Alexander Payne’s instant alternative Christmas classic was shortlisted for five Oscars and was in the thick of the ‘Best Picture’ race, but Da’Vine Joy Randolph’s ‘Best Supporting Actress’ victory was the only gold it took home.

Undoubtedly one of the more bizarre plagiarism accusations to be levelled at an Academy Award-winning film, The Holdovers was sued by Simon Stephenson for being, as he claimed, “forensically identical” to a script he’d written a decade previously called Frisco. Naturally, Payne denied it and went one step further by naming the film he’d actually ripped off.

“I’ve spoken openly about the film I did steal the idea for The Holdovers from, and it was a 1935 French film,” he said, referring to Marcel Pagnol’s Merlusse. “That’s where I stole it from. I didn’t steal it from that guy.” Needless to say, the lawsuit didn’t get very far.

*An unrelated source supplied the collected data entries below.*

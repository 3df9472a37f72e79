use std::io::Write;

use flexi_logger::DeferredNow;
use flexi_logger::style;
use log::Record;

/// `LEVEL message`, level colored when the terminal supports it.
pub fn cli_format(
    w: &mut dyn Write,
    _now: &mut DeferredNow,
    record: &Record,
) -> std::io::Result<()> {
    let level = record.level();
    write!(
        w,
        "{} {}",
        style(level).paint(format!("{level:5}")),
        record.args()
    )
}
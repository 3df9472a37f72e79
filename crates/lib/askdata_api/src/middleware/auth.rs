//! Authentication middleware: bearer header or cookie, verified as an
//! access token.

use axum::{
    extract::{Request, State},
    middleware::Next,
    response::Response,
};
use axum_extra::extract::cookie::CookieJar;
use uuid::Uuid;

use crate::AppState;
use crate::error::AppError;
use crate::services::cookies::ACCESS_COOKIE;
use crate::services::credentials::presented_token;

/// Authorized subject, stored in request extensions.
#[derive(Debug, Clone, Copy)]
pub struct AuthenticatedPrincipal(pub Uuid);

/// Axum middleware: resolves the presented access token and injects
/// `AuthenticatedPrincipal` into request extensions.
pub async fn require_auth(
    State(state): State<AppState>,
    jar: CookieJar,
    mut request: Request,
    next: Next,
) -> Result<Response, AppError> {
    let token = presented_token(request.headers(), &jar, ACCESS_COOKIE);
    let subject = state.session.authorize(token.as_deref())?;

    request
        .extensions_mut()
        .insert(AuthenticatedPrincipal(subject));

    Ok(next.run(request).await)
}
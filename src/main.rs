use anyhow::Result;

use courtside::config::AppConfig;
use courtside::logging;
use courtside::server::{self, AppState};

#[tokio::main]
async fn main() -> Result<()> {
    let (config, _secrets) = AppConfig::load()?;

    logging::init_logging(&config.monitoring)?;

    tracing::info!(
        season = config.season.current,
        bind = %config.server.bind,
        port = config.server.port,
        "Courtside starting"
    );

    let state = AppState::new(config)?;
    server::serve(state).await
}
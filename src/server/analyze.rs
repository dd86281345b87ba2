//! Team analysis endpoints.
//!
//! `GET /api/analyzeTeam` aggregates seasons for an explicit team or, by
//! default, for the caller's own team's next opponent. Per-season
//! aggregations run concurrently with no shared mutable state; within one
//! season, boxscore fetches stay strictly sequential.
//!
//! "No schedule data" and "no future match" are recoverable empty states
//! reported as JSON error payloads with HTTP 200; an upstream schedule
//! fetch failure is a real error and maps to 502.

use axum::extract::{Query, State};
use axum::http::{HeaderMap, StatusCode};
use axum::response::{IntoResponse, Json};
use chrono::{DateTime, Utc};
use serde::{Deserialize, Serialize};
use tokio::task::JoinSet;
use tracing::{info, warn};

use crate::analysis::filter::{recompute, DefenseFilter, OffenseFilter};
use crate::analysis::models::{MatchRecord, SeasonAnalysis};
use crate::analysis::SeasonContext;
use crate::history::calendar;
use crate::history::store::TeamRecord;
use crate::server::{cookie_value, upstream_session, AppState, USER_COOKIE};
use crate::upstream::schedule;
use crate::upstream::GameApi;

#[derive(Debug, Deserialize)]
#[serde(rename_all = "camelCase")]
pub struct AnalyzeQuery {
    pub team_id: Option<String>,
    pub number_of_seasons: Option<String>,
}

/// One season's result. A failed schedule fetch for one season does not
/// abort its siblings; it is reported in place.
#[derive(Debug, Serialize)]
#[serde(untagged)]
enum SeasonOutcome {
    Analysis(Box<SeasonAnalysis>),
    Failed { error: String },
}

impl SeasonOutcome {
    fn team_name(&self) -> Option<&str> {
        match self {
            SeasonOutcome::Analysis(analysis) if !analysis.team_name.is_empty() => {
                Some(&analysis.team_name)
            }
            _ => None,
        }
    }
}

pub async fn analyze_team(
    State(state): State<AppState>,
    Query(query): Query<AnalyzeQuery>,
    headers: HeaderMap,
) -> impl IntoResponse {
    let Some(user) = cookie_value(&headers, USER_COOKIE)
        .and_then(|raw| urlencoding::decode(&raw).ok().map(|s| s.into_owned()))
        .and_then(|login| state.config.active_user(&login).cloned())
    else {
        return (
            StatusCode::UNAUTHORIZED,
            Json(serde_json::json!({"error": "Not authenticated"})),
        )
            .into_response();
    };

    let session = upstream_session(&headers);
    let now = Utc::now();

    match (&query.team_id, &query.number_of_seasons) {
        (Some(team_id), Some(count)) => {
            explicit_analysis(state, team_id.clone(), count, session, now).await
        }
        _ => default_analysis(state, user.main_team_id, session, now).await,
    }
}

/// Explicit mode: aggregate `numberOfSeasons` seasons (clamped to [1, 10],
/// unparseable falls back to 2) for the requested team, newest first.
async fn explicit_analysis(
    state: AppState,
    team_id: String,
    count_param: &str,
    session: String,
    now: DateTime<Utc>,
) -> axum::response::Response {
    let count = match count_param.trim().parse::<i64>() {
        Ok(count) => count.clamp(1, 10) as u32,
        Err(_) => 2,
    };
    let current = state.config.season.current;
    let seasons: Vec<u32> = (0..count).map(|i| current.saturating_sub(i)).collect();

    info!(team_id = %team_id, ?seasons, "Analyzing team");

    let mut tasks = JoinSet::new();
    for (index, &season) in seasons.iter().enumerate() {
        let state = state.clone();
        let team_id = team_id.clone();
        let session = session.clone();
        tasks.spawn(async move {
            (index, aggregate_one(state, team_id, season, session, now).await)
        });
    }

    let mut slots: Vec<Option<SeasonOutcome>> = seasons.iter().map(|_| None).collect();
    while let Some(joined) = tasks.join_next().await {
        match joined {
            Ok((index, outcome)) => slots[index] = Some(outcome),
            Err(err) => warn!(error = %err, "Season aggregation task failed"),
        }
    }
    let seasons_data: Vec<SeasonOutcome> = slots
        .into_iter()
        .map(|slot| {
            slot.unwrap_or(SeasonOutcome::Failed {
                error: "Aggregation task failed".to_string(),
            })
        })
        .collect();

    let opponent_name = seasons_data
        .iter()
        .find_map(SeasonOutcome::team_name)
        .unwrap_or_default()
        .to_string();

    Json(serde_json::json!({
        "opponentName": opponent_name,
        "opponentId": team_id,
        "seasons": seasons,
        "seasonsData": seasons_data,
    }))
    .into_response()
}

/// Default mode: find the caller's own team's next opponent and aggregate
/// the current and previous season for it.
async fn default_analysis(
    state: AppState,
    main_team_id: String,
    session: String,
    now: DateTime<Utc>,
) -> axum::response::Response {
    let current = state.config.season.current;

    let doc = match state.client.schedule(&main_team_id, current, &session).await {
        Ok(doc) => doc,
        Err(err) => {
            warn!(team_id = %main_team_id, error = %err, "Own schedule fetch failed");
            return (
                StatusCode::BAD_GATEWAY,
                Json(serde_json::json!({"error": "Failed to fetch team schedule"})),
            )
                .into_response();
        }
    };

    let scheduled = schedule::matches(&doc);
    if scheduled.is_empty() {
        return Json(serde_json::json!({"error": "Team schedule not found or empty"}))
            .into_response();
    }

    ensure_team_record(&state, &main_team_id, &doc);

    let Some(next) = scheduled
        .iter()
        .filter(|entry| entry.start.is_some_and(|start| start > now))
        .min_by_key(|entry| entry.start)
    else {
        return Json(serde_json::json!({"error": "No future match scheduled"})).into_response();
    };

    let opponent_id = next
        .opponent_of(&main_team_id)
        .unwrap_or(&next.home_id)
        .to_string();
    let opponent_name = next.opponent_name_of(&main_team_id).to_string();

    info!(opponent_id = %opponent_id, next_match = %next.id, "Analyzing next opponent");

    let previous = current.saturating_sub(1);
    let (curr, prev) = tokio::join!(
        aggregate_one(state.clone(), opponent_id.clone(), current, session.clone(), now),
        aggregate_one(state.clone(), opponent_id.clone(), previous, session.clone(), now),
    );

    let curr = serde_json::to_value(&curr).unwrap_or_default();
    let prev = serde_json::to_value(&prev).unwrap_or_default();

    Json(serde_json::json!({
        "opponentName": opponent_name,
        "opponentId": opponent_id,
        "curr": curr,
        "prev": prev,
        "season": current,
        "prevSeason": previous,
        "seasons": [current, previous],
        "seasonsData": [curr, prev],
    }))
    .into_response()
}

/// Lazily create the team's roster record on first successful schedule
/// fetch. Never overwrites an existing record.
fn ensure_team_record(state: &AppState, team_id: &str, doc: &crate::upstream::XmlNode) {
    match state.store.load_team(team_id) {
        Ok(Some(_)) => {}
        Ok(None) => {
            let Ok(id) = team_id.trim().parse::<i64>() else {
                warn!(team_id, "Team id is not numeric, skipping record creation");
                return;
            };
            let players = schedule::roster_ids(doc, team_id).into_iter().collect();
            if let Err(err) = state.store.save_team(&TeamRecord::new(id, players)) {
                warn!(team_id, error = %err, "Failed to create team record");
            }
        }
        Err(err) => warn!(team_id, error = %err, "Failed to read team record"),
    }
}

async fn aggregate_one(
    state: AppState,
    team_id: String,
    season: u32,
    session: String,
    now: DateTime<Utc>,
) -> SeasonOutcome {
    let week = calendar::current_week(now, &state.config.season);
    let context = SeasonContext {
        api: state.client.as_ref(),
        store: state.store.as_ref(),
        session: &session,
        current_season: state.config.season.current,
        current_week_id: week.id,
        now,
    };

    match context.aggregate(&team_id, season).await {
        Ok(analysis) => SeasonOutcome::Analysis(Box::new(analysis)),
        Err(err) => {
            warn!(team_id = %team_id, season, error = %err, "Season aggregation failed");
            SeasonOutcome::Failed {
                error: format!("Failed to fetch schedule for season {season}"),
            }
        }
    }
}

#[derive(Debug, Deserialize)]
#[serde(rename_all = "camelCase")]
pub struct RecomputeRequest {
    pub matches: Vec<MatchRecord>,
    #[serde(default = "default_filter")]
    pub offense_filter: String,
    #[serde(default = "default_filter")]
    pub defense_filter: String,
}

fn default_filter() -> String {
    "all".to_string()
}

/// Re-derive the filtered aggregates from a ledger the client already
/// holds. Pure computation; nothing is fetched.
pub async fn recompute_ledger(Json(request): Json<RecomputeRequest>) -> impl IntoResponse {
    let offense = OffenseFilter::parse(&request.offense_filter);
    let defense = DefenseFilter::parse(&request.defense_filter);
    Json(recompute(&request.matches, &offense, &defense))
}
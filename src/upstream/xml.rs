//! Owned tree representation of upstream XML documents.
//!
//! The game API emits loosely structured XML: a repeated element appears as
//! one node when there is a single occurrence and as several siblings when
//! there are many. `XmlNode` keeps the document shape as-is and exposes
//! `children_named`, which iterates zero, one, or many same-named children
//! uniformly, so callers never special-case the single-vs-list asymmetry.

use std::collections::BTreeMap;

/// One element of an upstream XML document, with its attributes, direct
/// text content, and child elements.
#[derive(Debug, Clone, PartialEq)]
pub struct XmlNode {
    name: String,
    attrs: BTreeMap<String, String>,
    text: String,
    children: Vec<XmlNode>,
}

impl XmlNode {
    /// Parse a response body into an owned tree rooted at the document
    /// element.
    pub fn parse(body: &str) -> Result<XmlNode, roxmltree::Error> {
        let doc = roxmltree::Document::parse(body)?;
        Ok(Self::from_element(doc.root_element()))
    }

    fn from_element(el: roxmltree::Node<'_, '_>) -> XmlNode {
        let mut text = String::new();
        let mut children = Vec::new();
        for child in el.children() {
            if child.is_element() {
                children.push(Self::from_element(child));
            } else if let Some(t) = child.text() {
                text.push_str(t);
            }
        }
        XmlNode {
            name: el.tag_name().name().to_string(),
            attrs: el
                .attributes()
                .map(|a| (a.name().to_string(), a.value().to_string()))
                .collect(),
            text: text.trim().to_string(),
            children,
        }
    }

    pub fn name(&self) -> &str {
        &self.name
    }

    /// Trimmed text content of this element.
    pub fn text(&self) -> &str {
        &self.text
    }

    pub fn attr(&self, name: &str) -> Option<&str> {
        self.attrs.get(name).map(String::as_str)
    }

    /// First child element with the given name.
    pub fn child(&self, name: &str) -> Option<&XmlNode> {
        self.children.iter().find(|c| c.name == name)
    }

    /// All child elements with the given name. Yields one item for a
    /// collapsed single occurrence and many for repeated siblings.
    pub fn children_named<'a>(&'a self, name: &'a str) -> impl Iterator<Item = &'a XmlNode> {
        self.children.iter().filter(move |c| c.name == name)
    }

    pub fn children(&self) -> impl Iterator<Item = &XmlNode> {
        self.children.iter()
    }

    /// Walk a path of child names, first match at each step.
    pub fn get(&self, path: &[&str]) -> Option<&XmlNode> {
        let mut node = self;
        for name in path {
            node = node.child(name)?;
        }
        Some(node)
    }

    /// Depth-first search for the first descendant with the given name.
    pub fn descendant(&self, name: &str) -> Option<&XmlNode> {
        for child in &self.children {
            if child.name == name {
                return Some(child);
            }
            if let Some(found) = child.descendant(name) {
                return Some(found);
            }
        }
        None
    }

    /// Text of the named child, if present.
    pub fn child_text(&self, name: &str) -> Option<&str> {
        self.child(name).map(XmlNode::text)
    }
}
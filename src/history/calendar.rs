//! Season-epoch week calendar.
//!
//! Weeks are numbered from the configured season start date: week 1 begins
//! on the start date, week ids advance every whole 7-day period, and the id
//! is capped at the season's total week count rather than erroring past
//! season end.

use chrono::{DateTime, Days, NaiveDate, Utc};

use crate::config::SeasonConfig;

#[derive(Debug, Clone, Copy, PartialEq, Eq)]
pub struct WeekInfo {
    pub id: u32,
    /// First day of the week (the season starts on a Friday, so weeks do
    /// too).
    pub week_start: NaiveDate,
}

/// The week `now` falls into. Before the season start this clamps to
/// week 1; past season end it stays at the final week.
pub fn current_week(now: DateTime<Utc>, season: &SeasonConfig) -> WeekInfo {
    let start = season.start_date.and_hms_opt(0, 0, 0).expect("midnight exists").and_utc();
    let days = (now - start).num_days();
    let weeks_elapsed = days.div_euclid(7).max(0) as u64;

    let id = (weeks_elapsed as u32 + 1).min(season.weeks);
    let week_start = season
        .start_date
        .checked_add_days(Days::new(weeks_elapsed * 7))
        .unwrap_or(season.start_date);

    WeekInfo { id, week_start }
}
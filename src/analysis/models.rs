//! Domain model for season analysis.
//!
//! Field names serialize to the wire format the dashboard UI consumes
//! (`matchId`, `offStrategy`, `playerSumStats`, …). Every map is a
//! `BTreeMap` so serialized output is deterministic; the recompute path is
//! asserted byte-for-byte against the aggregation path.

use std::collections::BTreeMap;

use chrono::{DateTime, Utc};
use serde::{Deserialize, Serialize};

use crate::history::PlayerWithHistory;
use crate::upstream::schedule::TeamSide;

/// The five on-court positions. Efficiency and minutes are reported per
/// position; any subset may be absent for a given match.
#[derive(
    Debug, Clone, Copy, PartialEq, Eq, PartialOrd, Ord, Hash, Serialize, Deserialize,
)]
pub enum Position {
    PG,
    SG,
    SF,
    PF,
    C,
}

impl Position {
    pub const ALL: [Position; 5] = [
        Position::PG,
        Position::SG,
        Position::SF,
        Position::PF,
        Position::C,
    ];

    pub fn code(&self) -> &'static str {
        match self {
            Position::PG => "PG",
            Position::SG => "SG",
            Position::SF => "SF",
            Position::PF => "PF",
            Position::C => "C",
        }
    }
}

/// One player's box-score line in one match. Only players whose points
/// field carried a real number get a line; listed-but-absent players are
/// excluded entirely.
#[derive(Debug, Clone, PartialEq, Eq, Serialize, Deserialize)]
pub struct PlayerLine {
    pub name: String,
    pub pts: u32,
    pub ast: u32,
    pub reb: u32,
    pub blk: u32,
    pub stl: u32,
    pub to: u32,
    pub pf: u32,
    pub fgm: u32,
    pub fga: u32,
    pub tpm: u32,
    pub tpa: u32,
    /// Minutes summed across positions.
    pub min: u32,
    /// Per-position minute split, absent positions omitted.
    #[serde(default)]
    pub minutes: BTreeMap<Position, u32>,
}

/// One match of the retained ledger. This is what the recompute endpoint
/// accepts back from the client, so it carries everything the fold needs.
#[derive(Debug, Clone, Serialize, Deserialize)]
#[serde(rename_all = "camelCase")]
pub struct MatchRecord {
    pub match_id: String,
    pub date: Option<DateTime<Utc>>,
    #[serde(default, skip_serializing_if = "Option::is_none")]
    pub team_side: Option<TeamSide>,
    pub off_strategy: String,
    pub def_strategy: String,
    pub ratings: BTreeMap<String, f64>,
    pub efficiency: BTreeMap<Position, f64>,
    pub effort_delta: f64,
    pub player_stats: BTreeMap<String, PlayerLine>,
}

/// Accumulated season totals for one player.
#[derive(Debug, Clone, Default, PartialEq, Eq, Serialize, Deserialize)]
pub struct PlayerTotals {
    pub name: String,
    pub pts: u32,
    pub ast: u32,
    pub reb: u32,
    pub blk: u32,
    pub stl: u32,
    pub to: u32,
    pub pf: u32,
    pub fgm: u32,
    pub fga: u32,
    pub tpm: u32,
    pub tpa: u32,
    pub min: u32,
    /// Matches where this player had a recorded performance line.
    pub games: u32,
}

impl PlayerTotals {
    pub fn add_line(&mut self, line: &PlayerLine) {
        self.pts += line.pts;
        self.ast += line.ast;
        self.reb += line.reb;
        self.blk += line.blk;
        self.stl += line.stl;
        self.to += line.to;
        self.pf += line.pf;
        self.fgm += line.fgm;
        self.fga += line.fga;
        self.tpm += line.tpm;
        self.tpa += line.tpa;
        self.min += line.min;
        self.games += 1;
    }
}

/// One point of the effort-delta series.
#[derive(Debug, Clone, PartialEq, Serialize, Deserialize)]
#[serde(rename_all = "camelCase")]
pub struct EffortPoint {
    pub date: Option<DateTime<Utc>>,
    pub effort_delta: f64,
    pub match_id: String,
}

/// A player observed on the subject team's roster during aggregation,
/// before history enrichment.
#[derive(Debug, Clone, Serialize, Deserialize)]
pub struct RosterPlayer {
    pub id: String,
    pub name: String,
    #[serde(default, skip_serializing_if = "Option::is_none")]
    pub position: Option<String>,
}

/// The opposing team of one match, as named in the boxscore.
#[derive(Debug, Clone, Serialize, Deserialize)]
pub struct TeamRef {
    pub id: Option<String>,
    pub name: String,
}

#[derive(Debug, Clone, Serialize, Deserialize)]
pub struct StrategyPair {
    pub offense: String,
    pub defense: String,
}

#[derive(Debug, Clone, Serialize, Deserialize)]
#[serde(rename_all = "camelCase")]
pub struct PlayerMinutes {
    pub name: String,
    pub position_minutes: BTreeMap<Position, u32>,
    pub total_minutes: u32,
}

/// Per-match view for the recent-games panel, most recent first.
#[derive(Debug, Clone, Serialize, Deserialize)]
#[serde(rename_all = "camelCase")]
pub struct RecentGame {
    pub match_id: String,
    pub date: Option<DateTime<Utc>>,
    pub opponent: Option<TeamRef>,
    pub strategies: StrategyPair,
    pub player_minutes: BTreeMap<String, PlayerMinutes>,
}

/// Everything derived for one (team, season) pair. Never persisted;
/// recomputed on demand.
#[derive(Debug, Clone, Serialize, Deserialize)]
#[serde(rename_all = "camelCase")]
pub struct SeasonAnalysis {
    pub team_name: String,
    pub offense_strategies: BTreeMap<String, u32>,
    pub defense_strategies: BTreeMap<String, u32>,
    pub avg_ratings: BTreeMap<String, f64>,
    pub avg_efficiency: BTreeMap<Position, f64>,
    pub effort_delta_list: Vec<EffortPoint>,
    pub player_sum_stats: BTreeMap<String, PlayerTotals>,
    /// The retained ledger; lets a client re-filter and re-aggregate
    /// without another upstream round trip.
    pub matches: Vec<MatchRecord>,
    pub players: Vec<PlayerWithHistory>,
    pub recent_games: Vec<RecentGame>,
}

impl SeasonAnalysis {
    /// The valid terminal state for a team with no schedule data.
    pub fn empty() -> Self {
        Self {
            team_name: String::new(),
            offense_strategies: BTreeMap::new(),
            defense_strategies: BTreeMap::new(),
            avg_ratings: BTreeMap::new(),
            avg_efficiency: BTreeMap::new(),
            effort_delta_list: Vec::new(),
            player_sum_stats: BTreeMap::new(),
            matches: Vec::new(),
            players: Vec::new(),
            recent_games: Vec::new(),
        }
    }
}

/// Humanize a camelCase strategy label for display ("RunAndGun" →
/// "Run And Gun"). Only the recent-games view uses the pretty form; every
/// aggregate map keeps the raw upstream label.
pub fn humanize(label: &str) -> String {
    let mut out = String::with_capacity(label.len() + 4);
    for (i, ch) in label.chars().enumerate() {
        if i == 0 {
            out.extend(ch.to_uppercase());
        } else {
            if ch.is_uppercase() {
                out.push(' ');
            }
            out.push(ch);
        }
    }
    out.trim().to_string()
}
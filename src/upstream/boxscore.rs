//! Boxscore normalizer.
//!
//! Extracts one team's view of a played match from a `boxscore.aspx`
//! document: strategies, ratings, per-position efficiency, effort delta,
//! and per-player lines. Numeric fields that fail to parse are excluded
//! (ratings, efficiency) or default to zero (effort delta, counting stats);
//! neither is an error.

use std::collections::BTreeMap;

use crate::analysis::models::{MatchRecord, PlayerLine, Position, RosterPlayer, TeamRef};
use crate::upstream::loose_id_eq;
use crate::upstream::schedule::{ScheduledMatch, TeamSide};
use crate::upstream::xml::XmlNode;

/// One team's extracted view of a boxscore document.
#[derive(Debug, Clone)]
pub struct TeamBoxscore {
    /// Display name as this boxscore spells it; may be empty.
    pub team_name: String,
    pub record: MatchRecord,
    pub opponent: Option<TeamRef>,
    /// Every player listed for the team, with or without a recorded line.
    pub roster: Vec<RosterPlayer>,
}

/// Extract the subject team's view of a boxscore. `None` when neither team
/// node matches `team_id`; the caller skips the match.
pub fn extract(doc: &XmlNode, team_id: &str, scheduled: &ScheduledMatch) -> Option<TeamBoxscore> {
    let match_node = doc.child("match")?;
    let home = match_node.child("homeTeam");
    let away = match_node.child("awayTeam");

    let node_is = |node: Option<&XmlNode>| {
        node.is_some_and(|n| n.attr("id").is_some_and(|id| loose_id_eq(id, team_id)))
    };

    let (team_node, opponent_node, side) = if node_is(away) {
        (away?, home, TeamSide::Away)
    } else if node_is(home) {
        (home?, away, TeamSide::Home)
    } else {
        return None;
    };

    let mut player_stats = BTreeMap::new();
    let mut roster = Vec::new();
    if let Some(boxscore) = team_node.child("boxscore") {
        for player in boxscore.children_named("player") {
            let Some(id) = player.attr("id") else { continue };
            let name = player_name(player);
            roster.push(RosterPlayer {
                id: id.to_string(),
                name: name.clone(),
                position: player
                    .child_text("position")
                    .filter(|p| !p.is_empty())
                    .map(str::to_string),
            });

            if let Some(line) = player_line(player, name) {
                player_stats.insert(id.to_string(), line);
            }
        }
    }

    let record = MatchRecord {
        match_id: scheduled.id.clone(),
        date: scheduled.start,
        team_side: Some(side),
        off_strategy: team_node.child_text("offStrategy").unwrap_or_default().to_string(),
        def_strategy: team_node.child_text("defStrategy").unwrap_or_default().to_string(),
        ratings: ratings(team_node),
        efficiency: efficiency(team_node),
        effort_delta: match_node
            .child_text("effortDelta")
            .and_then(|raw| raw.trim().parse().ok())
            .unwrap_or(0.0),
        player_stats,
    };

    Some(TeamBoxscore {
        team_name: team_node.child_text("teamName").unwrap_or_default().to_string(),
        record,
        opponent: opponent_node.map(|node| TeamRef {
            id: node.attr("id").map(str::to_string),
            name: node
                .child_text("teamName")
                .filter(|name| !name.is_empty())
                .unwrap_or("Unknown")
                .to_string(),
        }),
        roster,
    })
}

/// Both teams' listed player ids, keyed by team id. Used by roster
/// discovery, which processes a match from both participants' sides.
pub fn team_rosters(doc: &XmlNode) -> Vec<(String, Vec<String>)> {
    let Some(match_node) = doc.child("match") else {
        return Vec::new();
    };

    ["homeTeam", "awayTeam"]
        .iter()
        .filter_map(|side| {
            let team = match_node.child(side)?;
            let id = team.attr("id")?.to_string();
            let players = team
                .child("boxscore")
                .map(|boxscore| {
                    boxscore
                        .children_named("player")
                        .filter_map(|player| player.attr("id").map(str::to_string))
                        .collect()
                })
                .unwrap_or_default();
            Some((id, players))
        })
        .collect()
}

/// Every rating category present on the team node, keyed by the element
/// name the upstream used. Unparseable values are dropped.
fn ratings(team_node: &XmlNode) -> BTreeMap<String, f64> {
    let Some(node) = team_node.child("ratings") else {
        return BTreeMap::new();
    };
    node.children()
        .filter_map(|cat| {
            let value: f64 = cat.text().parse().ok()?;
            Some((cat.name().to_string(), value))
        })
        .collect()
}

fn efficiency(team_node: &XmlNode) -> BTreeMap<Position, f64> {
    let Some(node) = team_node.child("efficiency") else {
        return BTreeMap::new();
    };
    Position::ALL
        .iter()
        .filter_map(|pos| {
            let value: f64 = node.child_text(pos.code())?.parse().ok()?;
            Some((*pos, value))
        })
        .collect()
}

fn player_name(player: &XmlNode) -> String {
    format!(
        "{} {}",
        player.child_text("firstName").unwrap_or_default(),
        player.child_text("lastName").unwrap_or_default(),
    )
    .trim()
    .to_string()
}

/// A player has a line only when the performance block's points field
/// carries a real number; `"N/A"` or an absent field means the player was
/// listed but did not play.
fn player_line(player: &XmlNode, name: String) -> Option<PlayerLine> {
    let performance = player.child("performance")?;
    performance.child_text("pts")?.trim().parse::<u32>().ok()?;

    let stat = |field: &str| -> u32 {
        performance
            .child_text(field)
            .and_then(|raw| raw.trim().parse().ok())
            .unwrap_or(0)
    };

    let mut minutes = BTreeMap::new();
    let mut min = 0;
    if let Some(minutes_node) = player.child("minutes") {
        for pos in Position::ALL {
            if let Some(value) = minutes_node
                .child_text(pos.code())
                .and_then(|raw| raw.trim().parse::<u32>().ok())
            {
                min += value;
                minutes.insert(pos, value);
            }
        }
    }

    Some(PlayerLine {
        name,
        pts: stat("pts"),
        ast: stat("ast"),
        reb: stat("reb"),
        blk: stat("blk"),
        stl: stat("stl"),
        to: stat("to"),
        pf: stat("pf"),
        fgm: stat("fgm"),
        fga: stat("fga"),
        tpm: stat("tpm"),
        tpa: stat("tpa"),
        min,
        minutes,
    })
}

The Matrix (The Wachowskis, 1999)

The Matrix - 1999 - The Wachowskis

As one of the most influential, game-changing, and industry-shaking movies of its era, it was almost inevitable that somebody would come out of the woodwork and claim the idea behind The Matrix belonged to them and not the Wachowski siblings.

Sure enough, the sci-fi blockbuster was sued more than once. The curious case of Sophia Stewart snowballed into an online urban legend, but The Matrix was also accused of plagiarism by The Immortals scribe Thomas Althouse, and both of them were summarily tossed out of court.

While it’s true that the Wachowskis drew their inspirations from across the worlds of film, television, animation, literature, psychology, and spiritualism to concoct their four-time Oscar-winning epic, they didn’t lift the concept wholesale from somebody else.

Avatar (James Cameron, 2009)

Avatar - Sex Scene - 2009 - James Cameron

No stranger to being sued for allegedly stealing ideas from other people, James Cameron has been in the constant crosshairs of disgruntled creatives for decades. When he directed the highest-grossing movie of all time again, the floodgates reopened.

Cameron has been dealing with plagiarism accusations since his Terminator days, and some claims have held more water than others. That said, he emerged unscathed after a bombardment of lawsuits were filed when Avatar cut a swathe through the box office.

Nominated for nine Oscars, including ‘Best Picture’ and ‘Best Director’, and winning three for its technical merits, Avatar didn’t give Cameron a chance to recreate his Titanic moment, which is just as well when he was too busy being sued by Gerald Morawski, Eric Ryder, Bryant Moore, and William Roger Dean, all of whom individually claimed he’d ripped them off.

The Shape of Water (Guillermo del Toro, 2017)

Who created the poem at the end of 'The Shape of Water'?

A woman falling in love with a fish man doesn’t immediately jump out as a story that two people would independently concoct at the same time, which is pretty much the point the estate of Paul Zindel was making when it sued Guillermo del Toro’s ‘Best Picture‘ winner.

The Zindel lawsuit alleged similarities to his teleplay Let Me Hear You Whisper, and Jean-Pierre Jeunet also came forward to suggest del Toro had been blatantly picking elements from Amelie, Delicatessen, and The City of Lost Children, although he did stop short of trying his chances in court.

When a judge decreed that del Toro and the studio were the originators of everything about The Shape of Water, Zindel’s son was forced to back down and release a statement confirming “his claims of plagiarism are unfounded” and acknowledging the director as the “true creator.”